--- START ---

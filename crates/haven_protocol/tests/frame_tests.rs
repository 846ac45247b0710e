#![forbid(unsafe_code)]

//! Wire-contract tests: exact JSON shapes as a client library would see them.

use haven_protocol::{
	ApiFailure, ClientFrame, DEFAULT_MAX_FRAME_BYTES, FrameError, HistoryResponse, ServerFrame,
	decode_client_frame, encode_server_frame,
};

#[test]
fn client_frames_serialize_to_documented_shapes() {
	let cases = [
		(
			ClientFrame::Subscribe { group_id: "g1".to_string() },
			r#"{"type":"subscribe","group_id":"g1"}"#,
		),
		(
			ClientFrame::Unsubscribe { group_id: "g1".to_string() },
			r#"{"type":"unsubscribe","group_id":"g1"}"#,
		),
		(
			ClientFrame::Message { group_id: "g1".to_string(), text: "hi".to_string() },
			r#"{"type":"message","group_id":"g1","text":"hi"}"#,
		),
		(ClientFrame::Ping { group_id: None }, r#"{"type":"ping"}"#),
	];
	for (frame, expected) in cases {
		let text = serde_json::to_string(&frame).unwrap();
		assert_eq!(text, expected);
	}
}

#[test]
fn client_frames_round_trip_through_decode() {
	let frames = [
		ClientFrame::Subscribe { group_id: "g1".to_string() },
		ClientFrame::Unsubscribe { group_id: "g1".to_string() },
		ClientFrame::Message { group_id: "g1".to_string(), text: "payload".to_string() },
		ClientFrame::Ping { group_id: Some("g1".to_string()) },
	];
	for frame in frames {
		let text = serde_json::to_string(&frame).unwrap();
		let decoded = decode_client_frame(&text, DEFAULT_MAX_FRAME_BYTES).unwrap();
		assert_eq!(decoded, frame);
	}
}

#[test]
fn server_error_frame_carries_only_a_message() {
	let text = encode_server_frame(&ServerFrame::error("not a member of g1")).unwrap();
	assert_eq!(text, r#"{"type":"error","message":"not a member of g1"}"#);
}

#[test]
fn server_frames_decode_from_raw_json() {
	let frame: ServerFrame = serde_json::from_str(
		r#"{"type":"message","group_id":"g1","sender_id":"u1","username":"Ada","message":"hi","timestamp":1700000000000}"#,
	)
	.unwrap();
	match frame {
		ServerFrame::Message { group_id, sender_id, username, message, timestamp } => {
			assert_eq!(group_id, "g1");
			assert_eq!(sender_id, "u1");
			assert_eq!(username, "Ada");
			assert_eq!(message, "hi");
			assert_eq!(timestamp, 1_700_000_000_000);
		}
		other => panic!("expected message frame, got {other:?}"),
	}
}

#[test]
fn empty_history_is_a_successful_response() {
	let resp: HistoryResponse =
		serde_json::from_str(r#"{"success":true,"messages":[],"has_more":false}"#).unwrap();
	assert!(resp.success);
	assert!(resp.messages.is_empty());
	assert!(!resp.has_more);
}

#[test]
fn api_failure_shape() {
	let text = serde_json::to_string(&ApiFailure::new("group_id is required")).unwrap();
	assert_eq!(text, r#"{"success":false,"message":"group_id is required"}"#);
}

#[test]
fn decode_errors_render_for_humans() {
	let err = decode_client_frame("not json", DEFAULT_MAX_FRAME_BYTES).unwrap_err();
	assert!(err.to_string().starts_with("malformed frame:"));

	let err = decode_client_frame(&"x".repeat(10), 4).unwrap_err();
	match &err {
		FrameError::TooLarge { len: 10, max: 4 } => {}
		other => panic!("expected size error, got {other:?}"),
	}
	assert_eq!(err.to_string(), "frame too large: 10 bytes exceeds limit of 4");
}
#![forbid(unsafe_code)]

use haven_domain::{ChatError, Group, GroupId, Identity, UserId};
use tracing::{info, warn};

use crate::server::groups::GroupRegistry;
use crate::server::store::MessageStore;
use crate::util::time::unix_ms_now;

/// Seeds a couple of demo groups so a fresh checkout has something to chat in.
///
/// Re-running against an existing database is harmless: groups that already
/// exist are skipped and membership inserts are idempotent.
pub async fn seed_demo_data(groups: &GroupRegistry, store: &MessageStore) -> anyhow::Result<()> {
	let demo_owner = UserId::new("demo-owner")?;
	let demo_member = UserId::new("demo-member")?;

	let fixtures = [
		("night-owls", "Night Owls Support", &["anxiety", "students"][..]),
		("daily-check-ins", "Daily Check-ins", &["habits"][..]),
	];

	for (slug, name, tags) in fixtures {
		let group_id = GroupId::new(format!("grp-{slug}"))?;
		let group = Group {
			id: group_id.clone(),
			name: name.to_string(),
			slug: Some(slug.to_string()),
			tags: tags.iter().map(|t| t.to_string()).collect(),
			created_by: demo_owner.clone(),
			created_at: unix_ms_now(),
		};

		match groups.create_group(group).await {
			Ok(_) => {
				info!(group_id = %group_id, name, "seeded demo group");
				groups.add_member(&group_id, &demo_member).await?;

				let greeter = Identity::new(demo_owner.clone(), "Haven");
				let welcome = format!("Welcome to {name}! This group was seeded for local development.");
				if let Err(err) = store.append(&group_id, &greeter, &welcome).await {
					warn!(group_id = %group_id, error = %err, "failed to seed welcome message");
				}
			}
			Err(ChatError::Conflict(_)) => {
				info!(group_id = %group_id, "demo group already present, skipping");
			}
			Err(err) => return Err(err.into()),
		}
	}

	Ok(())
}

--- END ---

_TO DO:_ Show the lines of the material that contain the word "type".

_RESPONSE AREA:_
			r#"{"type":"subscribe","group_id":"g1"}"#,
			r#"{"type":"unsubscribe","group_id":"g1"}"#,
			r#"{"type":"message","group_id":"g1","text":"hi"}"#,
		(ClientFrame::Ping { group_id: None }, r#"{"type":"ping"}"#),
	assert_eq!(text, r#"{"type":"error","message":"not a member of g1"}"#);
		r#"{"type":"message","group_id":"g1","sender_id":"u1","username":"Ada","message":"hi","timestamp":1700000000000}"#,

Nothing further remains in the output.